Retype all of the records shown beneath this task, exactly as they stand.

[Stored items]
******

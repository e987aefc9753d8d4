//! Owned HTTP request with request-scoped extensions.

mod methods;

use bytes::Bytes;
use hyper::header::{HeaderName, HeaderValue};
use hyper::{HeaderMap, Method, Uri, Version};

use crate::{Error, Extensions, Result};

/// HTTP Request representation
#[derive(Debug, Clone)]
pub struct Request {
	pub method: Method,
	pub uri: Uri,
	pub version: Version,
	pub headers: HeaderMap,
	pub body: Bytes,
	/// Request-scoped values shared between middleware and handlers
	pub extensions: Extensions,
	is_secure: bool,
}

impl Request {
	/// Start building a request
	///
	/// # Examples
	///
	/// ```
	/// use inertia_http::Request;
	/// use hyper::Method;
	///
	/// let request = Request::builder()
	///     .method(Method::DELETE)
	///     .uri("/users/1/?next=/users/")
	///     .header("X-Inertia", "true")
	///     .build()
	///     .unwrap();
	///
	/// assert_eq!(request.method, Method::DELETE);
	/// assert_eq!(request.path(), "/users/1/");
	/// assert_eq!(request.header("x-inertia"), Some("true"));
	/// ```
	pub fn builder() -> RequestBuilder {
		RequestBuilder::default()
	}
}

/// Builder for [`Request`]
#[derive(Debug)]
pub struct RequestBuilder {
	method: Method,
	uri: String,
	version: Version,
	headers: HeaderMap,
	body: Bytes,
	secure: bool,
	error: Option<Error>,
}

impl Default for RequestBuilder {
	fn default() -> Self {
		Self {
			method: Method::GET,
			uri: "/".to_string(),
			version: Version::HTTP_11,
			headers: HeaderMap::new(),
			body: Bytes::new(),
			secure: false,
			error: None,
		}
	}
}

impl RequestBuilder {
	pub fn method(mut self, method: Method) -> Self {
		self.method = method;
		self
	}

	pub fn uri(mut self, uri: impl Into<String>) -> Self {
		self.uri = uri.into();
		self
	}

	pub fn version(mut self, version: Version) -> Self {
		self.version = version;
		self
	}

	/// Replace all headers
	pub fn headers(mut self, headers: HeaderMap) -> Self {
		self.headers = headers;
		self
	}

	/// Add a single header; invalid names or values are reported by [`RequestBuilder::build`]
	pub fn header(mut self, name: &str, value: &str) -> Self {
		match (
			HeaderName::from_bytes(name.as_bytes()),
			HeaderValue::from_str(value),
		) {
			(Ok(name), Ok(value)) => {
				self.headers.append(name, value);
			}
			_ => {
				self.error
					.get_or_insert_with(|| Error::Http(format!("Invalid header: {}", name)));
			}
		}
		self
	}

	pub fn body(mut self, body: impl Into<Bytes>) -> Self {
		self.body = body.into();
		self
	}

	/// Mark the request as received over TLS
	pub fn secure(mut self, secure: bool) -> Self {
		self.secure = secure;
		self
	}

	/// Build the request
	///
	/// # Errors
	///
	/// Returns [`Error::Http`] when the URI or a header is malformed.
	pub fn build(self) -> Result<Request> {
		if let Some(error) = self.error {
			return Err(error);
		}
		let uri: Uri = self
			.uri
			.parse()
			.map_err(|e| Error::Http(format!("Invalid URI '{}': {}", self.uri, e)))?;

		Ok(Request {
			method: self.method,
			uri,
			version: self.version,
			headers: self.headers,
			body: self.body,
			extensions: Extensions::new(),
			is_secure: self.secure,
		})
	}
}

******

» **Expected answer**
repository e987aefc9753d8d4
//! Owned HTTP request with request-scoped extensions.

mod methods;

use bytes::Bytes;
use hyper::header::{HeaderName, HeaderValue};
use hyper::{HeaderMap, Method, Uri, Version};

use crate::{Error, Extensions, Result};

/// HTTP Request representation
#[derive(Debug, Clone)]
pub struct Request {
	pub method: Method,
	pub uri: Uri,
	pub version: Version,
	pub headers: HeaderMap,
	pub body: Bytes,
	/// Request-scoped values shared between middleware and handlers
	pub extensions: Extensions,
	is_secure: bool,
}

impl Request {
	/// Start building a request
	///
	/// # Examples
	///
	/// ```
	/// use inertia_http::Request;
	/// use hyper::Method;
	///
	/// let request = Request::builder()
	///     .method(Method::DELETE)
	///     .uri("/users/1/?next=/users/")
	///     .header("X-Inertia", "true")
	///     .build()
	///     .unwrap();
	///
	/// assert_eq!(request.method, Method::DELETE);
	/// assert_eq!(request.path(), "/users/1/");
	/// assert_eq!(request.header("x-inertia"), Some("true"));
	/// ```
	pub fn builder() -> RequestBuilder {
		RequestBuilder::default()
	}
}

/// Builder for [`Request`]
#[derive(Debug)]
pub struct RequestBuilder {
	method: Method,
	uri: String,
	version: Version,
	headers: HeaderMap,
	body: Bytes,
	secure: bool,
	error: Option<Error>,
}

impl Default for RequestBuilder {
	fn default() -> Self {
		Self {
			method: Method::GET,
			uri: "/".to_string(),
			version: Version::HTTP_11,
			headers: HeaderMap::new(),
			body: Bytes::new(),
			secure: false,
			error: None,
		}
	}
}

impl RequestBuilder {
	pub fn method(mut self, method: Method) -> Self {
		self.method = method;
		self
	}

	pub fn uri(mut self, uri: impl Into<String>) -> Self {
		self.uri = uri.into();
		self
	}

	pub fn version(mut self, version: Version) -> Self {
		self.version = version;
		self
	}

	/// Replace all headers
	pub fn headers(mut self, headers: HeaderMap) -> Self {
		self.headers = headers;
		self
	}

	/// Add a single header; invalid names or values are reported by [`RequestBuilder::build`]
	pub fn header(mut self, name: &str, value: &str) -> Self {
		match (
			HeaderName::from_bytes(name.as_bytes()),
			HeaderValue::from_str(value),
		) {
			(Ok(name), Ok(value)) => {
				self.headers.append(name, value);
			}
			_ => {
				self.error
					.get_or_insert_with(|| Error::Http(format!("Invalid header: {}", name)));
			}
		}
		self
	}

	pub fn body(mut self, body: impl Into<Bytes>) -> Self {
		self.body = body.into();
		self
	}

	/// Mark the request as received over TLS
	pub fn secure(mut self, secure: bool) -> Self {
		self.secure = secure;
		self
	}

	/// Build the request
	///
	/// # Errors
	///
	/// Returns [`Error::Http`] when the URI or a header is malformed.
	pub fn build(self) -> Result<Request> {
		if let Some(error) = self.error {
			return Err(error);
		}
		let uri: Uri = self
			.uri
			.parse()
			.map_err(|e| Error::Http(format!("Invalid URI '{}': {}", self.uri, e)))?;

		Ok(Request {
			method: self.method,
			uri,
			version: self.version,
			headers: self.headers,
			body: self.body,
			extensions: Extensions::new(),
			is_secure: self.secure,
		})
	}
}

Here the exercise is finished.